What is expected: Transcribe only the lines of the listing below from the one holding "given validation config." through the one holding "IdentConfig, segments: Vec<Segment>)", inclusive, without any change.

(Data section Opens)

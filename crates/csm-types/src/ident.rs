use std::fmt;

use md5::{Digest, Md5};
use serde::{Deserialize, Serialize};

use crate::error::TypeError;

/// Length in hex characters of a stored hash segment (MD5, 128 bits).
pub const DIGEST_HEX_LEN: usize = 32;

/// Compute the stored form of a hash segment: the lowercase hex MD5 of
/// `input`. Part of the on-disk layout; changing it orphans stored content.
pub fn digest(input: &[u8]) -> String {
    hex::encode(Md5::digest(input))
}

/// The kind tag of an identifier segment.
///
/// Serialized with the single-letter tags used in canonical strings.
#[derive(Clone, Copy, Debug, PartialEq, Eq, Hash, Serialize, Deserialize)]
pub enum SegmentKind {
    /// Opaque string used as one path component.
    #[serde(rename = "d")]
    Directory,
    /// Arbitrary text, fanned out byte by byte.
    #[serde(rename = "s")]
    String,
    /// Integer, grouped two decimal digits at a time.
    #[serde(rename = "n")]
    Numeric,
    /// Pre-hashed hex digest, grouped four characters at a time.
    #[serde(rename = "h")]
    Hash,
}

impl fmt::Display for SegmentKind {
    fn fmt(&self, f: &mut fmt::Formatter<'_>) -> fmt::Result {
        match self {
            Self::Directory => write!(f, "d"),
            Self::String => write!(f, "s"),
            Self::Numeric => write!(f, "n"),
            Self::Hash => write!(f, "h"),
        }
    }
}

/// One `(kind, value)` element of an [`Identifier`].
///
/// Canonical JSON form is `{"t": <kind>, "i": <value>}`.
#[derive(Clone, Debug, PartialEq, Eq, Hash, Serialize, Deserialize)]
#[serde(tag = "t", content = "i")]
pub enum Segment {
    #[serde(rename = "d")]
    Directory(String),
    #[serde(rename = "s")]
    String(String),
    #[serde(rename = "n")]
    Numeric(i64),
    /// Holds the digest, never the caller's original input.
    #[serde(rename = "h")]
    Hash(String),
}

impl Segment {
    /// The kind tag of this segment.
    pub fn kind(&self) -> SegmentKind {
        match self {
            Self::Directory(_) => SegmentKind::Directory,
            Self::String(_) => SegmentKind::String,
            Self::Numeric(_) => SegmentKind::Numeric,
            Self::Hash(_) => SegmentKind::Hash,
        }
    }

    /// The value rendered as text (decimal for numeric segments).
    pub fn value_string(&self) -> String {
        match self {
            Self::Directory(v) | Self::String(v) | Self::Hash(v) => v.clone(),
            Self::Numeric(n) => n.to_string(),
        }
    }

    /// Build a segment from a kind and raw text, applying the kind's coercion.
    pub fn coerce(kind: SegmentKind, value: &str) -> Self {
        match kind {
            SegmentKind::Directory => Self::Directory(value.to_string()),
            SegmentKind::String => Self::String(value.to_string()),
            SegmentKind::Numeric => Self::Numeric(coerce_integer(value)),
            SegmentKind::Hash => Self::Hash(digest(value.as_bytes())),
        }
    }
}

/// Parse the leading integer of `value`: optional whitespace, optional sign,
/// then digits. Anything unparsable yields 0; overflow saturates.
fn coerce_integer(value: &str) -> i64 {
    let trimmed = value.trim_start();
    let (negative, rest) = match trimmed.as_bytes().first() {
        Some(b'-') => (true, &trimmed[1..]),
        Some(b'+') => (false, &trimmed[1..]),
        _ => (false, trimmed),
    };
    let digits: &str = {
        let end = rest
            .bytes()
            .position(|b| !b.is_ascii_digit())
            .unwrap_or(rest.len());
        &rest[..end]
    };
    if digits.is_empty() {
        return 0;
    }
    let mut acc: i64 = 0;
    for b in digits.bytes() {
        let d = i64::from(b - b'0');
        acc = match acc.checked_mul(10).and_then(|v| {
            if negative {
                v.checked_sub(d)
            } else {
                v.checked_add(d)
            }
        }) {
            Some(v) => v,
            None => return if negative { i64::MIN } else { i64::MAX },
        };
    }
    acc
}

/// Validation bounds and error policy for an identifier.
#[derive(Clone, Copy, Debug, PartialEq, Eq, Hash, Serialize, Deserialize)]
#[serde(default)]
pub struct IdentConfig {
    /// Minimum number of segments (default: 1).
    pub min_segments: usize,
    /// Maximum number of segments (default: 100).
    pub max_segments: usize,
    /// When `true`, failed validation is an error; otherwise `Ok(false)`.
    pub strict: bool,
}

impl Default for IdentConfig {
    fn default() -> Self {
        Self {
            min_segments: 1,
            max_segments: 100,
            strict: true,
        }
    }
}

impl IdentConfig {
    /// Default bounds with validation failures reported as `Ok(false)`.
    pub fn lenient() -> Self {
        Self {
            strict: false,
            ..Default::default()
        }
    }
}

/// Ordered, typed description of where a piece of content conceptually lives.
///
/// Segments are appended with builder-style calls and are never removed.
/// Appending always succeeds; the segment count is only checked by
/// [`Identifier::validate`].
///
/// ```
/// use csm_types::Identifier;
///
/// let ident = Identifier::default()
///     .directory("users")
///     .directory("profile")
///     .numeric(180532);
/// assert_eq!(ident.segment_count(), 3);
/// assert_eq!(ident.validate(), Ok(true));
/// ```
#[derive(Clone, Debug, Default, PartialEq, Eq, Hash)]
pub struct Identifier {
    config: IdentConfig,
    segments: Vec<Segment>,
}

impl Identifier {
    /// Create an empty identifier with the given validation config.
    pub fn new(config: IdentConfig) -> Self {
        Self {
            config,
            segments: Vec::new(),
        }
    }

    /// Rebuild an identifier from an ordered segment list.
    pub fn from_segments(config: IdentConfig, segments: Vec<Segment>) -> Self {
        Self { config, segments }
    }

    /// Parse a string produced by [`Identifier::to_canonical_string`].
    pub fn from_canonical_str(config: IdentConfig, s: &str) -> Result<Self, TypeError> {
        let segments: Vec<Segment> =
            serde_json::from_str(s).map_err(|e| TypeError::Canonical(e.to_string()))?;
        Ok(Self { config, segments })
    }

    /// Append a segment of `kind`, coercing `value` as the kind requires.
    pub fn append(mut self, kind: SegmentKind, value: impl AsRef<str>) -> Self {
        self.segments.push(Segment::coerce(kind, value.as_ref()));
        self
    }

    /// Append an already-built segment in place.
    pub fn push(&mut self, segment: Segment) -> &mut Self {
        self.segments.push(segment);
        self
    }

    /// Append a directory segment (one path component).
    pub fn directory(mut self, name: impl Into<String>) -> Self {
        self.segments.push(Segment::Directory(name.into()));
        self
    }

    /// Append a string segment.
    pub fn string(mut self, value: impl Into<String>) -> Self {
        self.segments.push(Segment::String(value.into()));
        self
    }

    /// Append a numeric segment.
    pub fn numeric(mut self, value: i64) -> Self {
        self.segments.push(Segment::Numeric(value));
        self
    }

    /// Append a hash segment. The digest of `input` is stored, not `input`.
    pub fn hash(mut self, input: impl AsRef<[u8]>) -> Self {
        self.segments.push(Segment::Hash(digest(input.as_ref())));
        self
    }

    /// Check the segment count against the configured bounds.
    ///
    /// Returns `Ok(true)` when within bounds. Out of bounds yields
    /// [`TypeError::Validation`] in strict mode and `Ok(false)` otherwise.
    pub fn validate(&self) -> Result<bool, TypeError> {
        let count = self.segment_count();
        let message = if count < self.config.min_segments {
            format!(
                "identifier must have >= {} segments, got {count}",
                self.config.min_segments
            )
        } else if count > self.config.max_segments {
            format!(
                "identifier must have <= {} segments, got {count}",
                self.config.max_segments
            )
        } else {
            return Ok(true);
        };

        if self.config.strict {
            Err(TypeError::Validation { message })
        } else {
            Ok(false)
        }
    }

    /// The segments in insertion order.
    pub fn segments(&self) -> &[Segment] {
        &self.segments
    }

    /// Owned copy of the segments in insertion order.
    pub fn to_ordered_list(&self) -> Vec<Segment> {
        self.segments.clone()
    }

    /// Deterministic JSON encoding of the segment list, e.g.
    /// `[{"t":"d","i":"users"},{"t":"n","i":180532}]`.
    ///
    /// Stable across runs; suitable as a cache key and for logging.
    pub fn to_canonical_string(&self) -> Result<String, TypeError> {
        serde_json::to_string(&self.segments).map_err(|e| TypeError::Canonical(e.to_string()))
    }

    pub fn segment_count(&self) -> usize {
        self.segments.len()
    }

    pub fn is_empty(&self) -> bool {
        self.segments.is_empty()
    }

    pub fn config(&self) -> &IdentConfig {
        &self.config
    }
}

(Data section Closes)

Exercise output:
    /// Create an empty identifier with the given validation config.
    pub fn new(config: IdentConfig) -> Self {
        Self {
            config,
            segments: Vec::new(),
        }
    }

    /// Rebuild an identifier from an ordered segment list.
    pub fn from_segments(config: IdentConfig, segments: Vec<Segment>) -> Self {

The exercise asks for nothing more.